When something is novel, we love it. When we first start baking, we are not consistent. But, over time, quality improves. We go from ok, to good, and to great. Even with our newfound expertise, the chocolate cake will become boring. We all want something new.
With data, you often start with a simple metric. Having something is better than nothing, but that only lasts so long. We discover something new about our business and we translate that information into action. This is good for a while, but we will eventually see diminishing returns. While a LTV (Life Time Value) analysis may have a significant impact today, its usefulness is likely to diminish within a short period of time. Your stakeholders will crave something new, something more innovative and updated.
Someone is going to ask for a deep dive into how CAC (Customer Acquisition Cost) impacts LTV, or they might ask for a new kind of icing on that cake you just made. Either way, the point remains – as those around you start making use (or eating) of what you’re providing, they will inevitably ask for something more.

It depends. Some organizations can do more than enough with the reports and dashboards built into their CRM, web analytics, or e-commerce system. This works for many companies. There is no need to spend extra time and money on more complex data systems when something simple will suffice. There is a reason that chocolate and vanilla are popular flavors; many people like their taste and know what they are getting with their order. The same can be said for your data infrastructure.
However, flexibility is the challenge. You are limited by your reporting options and the data analytics you can access. You can have a cake you can eat, but it’s going to look a certain way, having only one type of icing, and it certainly will not have any premium fillings.

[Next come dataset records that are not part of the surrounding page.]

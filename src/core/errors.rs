//! Error types for the crop pipeline.
//!
//! This module defines the error kinds that can surface while cropping a batch
//! of images: malformed user input, images that fail to decode, images on which
//! the region sampler cannot place enough crops, and crops that cannot be
//! written to disk. Only [`CropError::InvalidInput`] and configuration errors
//! stop a run before it starts; every other kind is isolated to the image or
//! crop it concerns.

use std::path::PathBuf;

use thiserror::Error;

use crate::core::config::ConfigError;
use crate::processors::{CanvasSize, CropSize};

/// Enum representing the errors that can occur in the crop pipeline.
#[derive(Error, Debug)]
pub enum CropError {
    /// The source image at `path` could not be opened or decoded.
    #[error("failed to load image {}", path.display())]
    ImageLoad {
        /// Path of the image that failed to load.
        path: PathBuf,
        /// The underlying decode error.
        #[source]
        source: image::ImageError,
    },

    /// User supplied input that cannot be turned into a crop request.
    #[error("invalid input: {message}")]
    InvalidInput {
        /// A message describing the invalid input.
        message: String,
    },

    /// The region sampler ran out of attempts before placing every crop.
    #[error(
        "placed {placed} of {requested} non-overlapping {crop} crops on a {canvas} canvas \
         after {attempts} attempts (limit {max_attempts})"
    )]
    PlacementExhausted {
        /// Number of crops accepted before the budget ran out.
        placed: usize,
        /// Number of crops requested.
        requested: usize,
        /// Number of attempts consumed.
        attempts: usize,
        /// The attempt budget in force.
        max_attempts: usize,
        /// Size of the canvas that was sampled.
        canvas: CanvasSize,
        /// Size of every crop.
        crop: CropSize,
    },

    /// A crop could not be encoded or written to `path`.
    #[error("failed to write crop to {}", path.display())]
    Write {
        /// Destination of the failed write.
        path: PathBuf,
        /// The underlying encode or IO error.
        #[source]
        source: image::ImageError,
    },

    /// The pipeline configuration is invalid.
    #[error(transparent)]
    Config(#[from] ConfigError),

    /// The worker pool could not be created.
    #[error("worker pool")]
    ThreadPool(#[from] rayon::ThreadPoolBuildError),

    /// IO error.
    #[error("io")]
    Io(#[from] std::io::Error),
}

impl CropError {
    /// Creates an [`CropError::InvalidInput`] from a message.
    pub fn invalid_input(message: impl Into<String>) -> Self {
        Self::InvalidInput {
            message: message.into(),
        }
    }

    /// Returns true if this error came from decoding a source image.
    pub fn is_load_failure(&self) -> bool {
        matches!(self, Self::ImageLoad { .. })
    }

    /// Returns true if this error came from the region sampler running out of attempts.
    pub fn is_placement_exhausted(&self) -> bool {
        matches!(self, Self::PlacementExhausted { .. })
    }
}

/// Convenient result alias for crop operations.
pub type CropResult<T> = Result<T, CropError>;

#[cfg(test)]
mod tests {
    use super::*;

    #[test]
    fn test_placement_exhausted_message_names_geometry() {
        let err = CropError::PlacementExhausted {
            placed: 1,
            requested: 3,
            attempts: 1000,
            max_attempts: 1000,
            canvas: CanvasSize::new(64, 48),
            crop: CropSize::new(64, 48),
        };

        let message = err.to_string();
        assert!(message.contains("placed 1 of 3"));
        assert!(message.contains("64x48"));
        assert!(message.contains("limit 1000"));
        assert!(err.is_placement_exhausted());
        assert!(!err.is_load_failure());
    }

    #[test]
    fn test_invalid_input_constructor() {
        let err = CropError::invalid_input("crop width must be a positive integer");
        assert!(matches!(err, CropError::InvalidInput { .. }));
        assert_eq!(
            err.to_string(),
            "invalid input: crop width must be a positive integer"
        );
    }
}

If you want those things, you need to look for something a bit more nuanced.

How do you start to accommodate your organization’s new demand for analysis or your family’s newly refined palate? By using new tools and techniques.
The Easy Bake Oven is the simplest first step – you get a pouch of ingredients, mix them, and within a few minutes, you have a cake. You might think it’s a children’s toy, but there are very creative recipes out there for the adventurous types. Unfortunately, you can only go so far; you’re limited by the size of the oven and the speed you can bake each item.

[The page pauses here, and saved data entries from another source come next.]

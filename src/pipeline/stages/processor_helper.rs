//! Helper utilities for running a stage over a collection of items.
//!
//! Every item is tagged with its input index before dispatch. Workers return
//! `(index, outcome)` pairs and the pairs are sorted by index before they are
//! handed back, so callers always see outcomes in input order no matter which
//! worker finished first. A failing item never stops its siblings; its error is
//! returned in its slot.

use rayon::prelude::*;
use std::time::Instant;
use tracing::debug;

use super::types::StageResult;
use crate::core::{CropError, DEFAULT_PARALLEL_THRESHOLD};
use crate::metrics;

/// The outcome of processing one item, tagged with the item's input index.
#[derive(Debug)]
pub struct IndexedOutcome<O> {
    /// Position of the item in the input collection.
    pub index: usize,
    /// What processing the item produced.
    pub outcome: Result<O, CropError>,
}

impl<O> IndexedOutcome<O> {
    pub fn is_ok(&self) -> bool {
        self.outcome.is_ok()
    }
}

/// Processes every item and returns the outcomes in input order.
///
/// # Arguments
///
/// * `stage_name` - Name of the processing stage for metrics
/// * `items` - Collection of items to process
/// * `processor` - Function applied to each `(index, item)` pair
/// * `parallel_threshold` - Collections larger than this are processed on the
///   current rayon pool (default: [`DEFAULT_PARALLEL_THRESHOLD`])
///
/// # Returns
///
/// A `StageResult` with one [`IndexedOutcome`] per input item, sorted by index.
///
/// # Example
///
/// ```rust
/// use crop_sampler::core::CropError;
/// use crop_sampler::pipeline::stages::process_indexed;
///
/// let result = process_indexed(
///     "double",
///     vec![1, 2, 3],
///     |_index, value| {
///         if value == 2 {
///             Err(CropError::invalid_input("two is not allowed"))
///         } else {
///             Ok(value * 2)
///         }
///     },
///     Some(0),
/// );
///
/// let indices: Vec<usize> = result.data.iter().map(|o| o.index).collect();
/// assert_eq!(indices, vec![0, 1, 2]);
/// assert_eq!(result.metrics.success_count, 2);
/// assert_eq!(result.metrics.failure_count, 1);
/// ```
pub fn process_indexed<I, O, F>(
    stage_name: &str,
    items: Vec<I>,
    processor: F,
    parallel_threshold: Option<usize>,
) -> StageResult<Vec<IndexedOutcome<O>>>
where
    I: Send,
    O: Send,
    F: Fn(usize, I) -> Result<O, CropError> + Send + Sync,
{
    let start_time = Instant::now();

    // Fast path for empty input
    if items.is_empty() {
        let metrics = metrics!(0, 0, start_time;
            stage = stage_name,
            total_items = 0
        );
        return StageResult::new(Vec::new(), metrics);
    }

    let total_items = items.len();
    let threshold = parallel_threshold.unwrap_or(DEFAULT_PARALLEL_THRESHOLD);
    let use_parallel = total_items > threshold;

    debug!(
        "Processing {} items for stage '{}' (parallel: {})",
        total_items, stage_name, use_parallel
    );

    let mut outcomes: Vec<IndexedOutcome<O>> = if use_parallel {
        items
            .into_par_iter()
            .enumerate()
            .map(|(index, item)| IndexedOutcome {
                index,
                outcome: processor(index, item),
            })
            .collect()
    } else {
        items
            .into_iter()
            .enumerate()
            .map(|(index, item)| IndexedOutcome {
                index,
                outcome: processor(index, item),
            })
            .collect()
    };

    outcomes.sort_by_key(|outcome| outcome.index);

    let success_count = outcomes.iter().filter(|o| o.is_ok()).count();
    let failure_count = total_items - success_count;

    let metrics = metrics!(success_count, failure_count, start_time;
        stage = stage_name,
        total_items = total_items,
        parallel_processing = use_parallel
    );

    StageResult::new(outcomes, metrics)
}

The corollary in the data world is Excel – a fabulous tool, but something that has its limitations. While it is possible to extract data from your tools and manipulate it in a spreadsheet to make it more manageable, you are still limited by the pre-designed extracts offered by the vendor tools. Excel is flexible enough for many, but it is not a perfect end-state reporting solution for everyone.
Eventually, you’ll need to address inconsistencies between systems and automate the process of data prep before it gets into your spreadsheet.

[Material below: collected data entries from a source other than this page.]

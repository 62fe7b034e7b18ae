//! Macros shared across the crate.

/// Builds a [`StageMetrics`](crate::pipeline::stages::StageMetrics) value.
///
/// The first form records the elapsed time since `$start_time`; both forms
/// store each `key = value` pair as additional info.
///
/// ```rust
/// use crop_sampler::metrics;
/// use std::time::Instant;
///
/// let start = Instant::now();
/// let metrics = metrics!(3, 1, start; stage = "cropping", total_items = 4);
/// assert_eq!(metrics.total_count(), 4);
/// assert_eq!(metrics.additional_info["stage"], "cropping");
/// ```
#[macro_export]
macro_rules! metrics {
    // With timing
    ($success:expr, $failure:expr, $start_time:expr; $($key:ident = $value:expr),*) => {
        {
            let mut metrics = $crate::pipeline::stages::StageMetrics::new($success, $failure);
            metrics = metrics.with_processing_time($start_time.elapsed());
            $(
                metrics = metrics.with_info(stringify!($key), $value.to_string());
            )*
            metrics
        }
    };
    // Without timing
    ($success:expr, $failure:expr; $($key:ident = $value:expr),*) => {
        {
            let mut metrics = $crate::pipeline::stages::StageMetrics::new($success, $failure);
            $(
                metrics = metrics.with_info(stringify!($key), $value.to_string());
            )*
            metrics
        }
    };
}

We have a feel for the basics, but now we want to improve our process. There are certain things we do repeatedly, regardless of the recipes we’re making. We need to create an assembly line. Whether we’re calculating metrics or mixing the wet ingredients and the dry ingredients, there are steps we need to complete in a specific order and to a certain level of quality.
We’ve moved on from the Easy Bake Oven and are now baking using a full-size oven. We need to be more careful about our measurements, ensure the oven is at the correct temperature, and write down notes about the various steps in our more complicated recipes. We need to make sure that different cakes, fillings, and decorations are ready at the same time, even if they have wildly different prep times. We need consistent results every time we make the cake, and we need others to be able to make the same recipe and achieve the same results by following our instructions.
Documenting and transferring this knowledge to others is difficult. Sure, you can write things down, but it is easy to skip a step that you take for granted. Perhaps your handwriting is hard to read, or someone is having trouble with the oven. You may be aware that using a hair dryer while baking can cause the circuit breaker to trip, but unless you document this information, others will not know this quirk. If your recipe has changed, such as using individual ingredients instead of a pre-made cake mix, it is important to clearly specify these adjustments, otherwise your friends and family may struggle to replicate your delicious cake.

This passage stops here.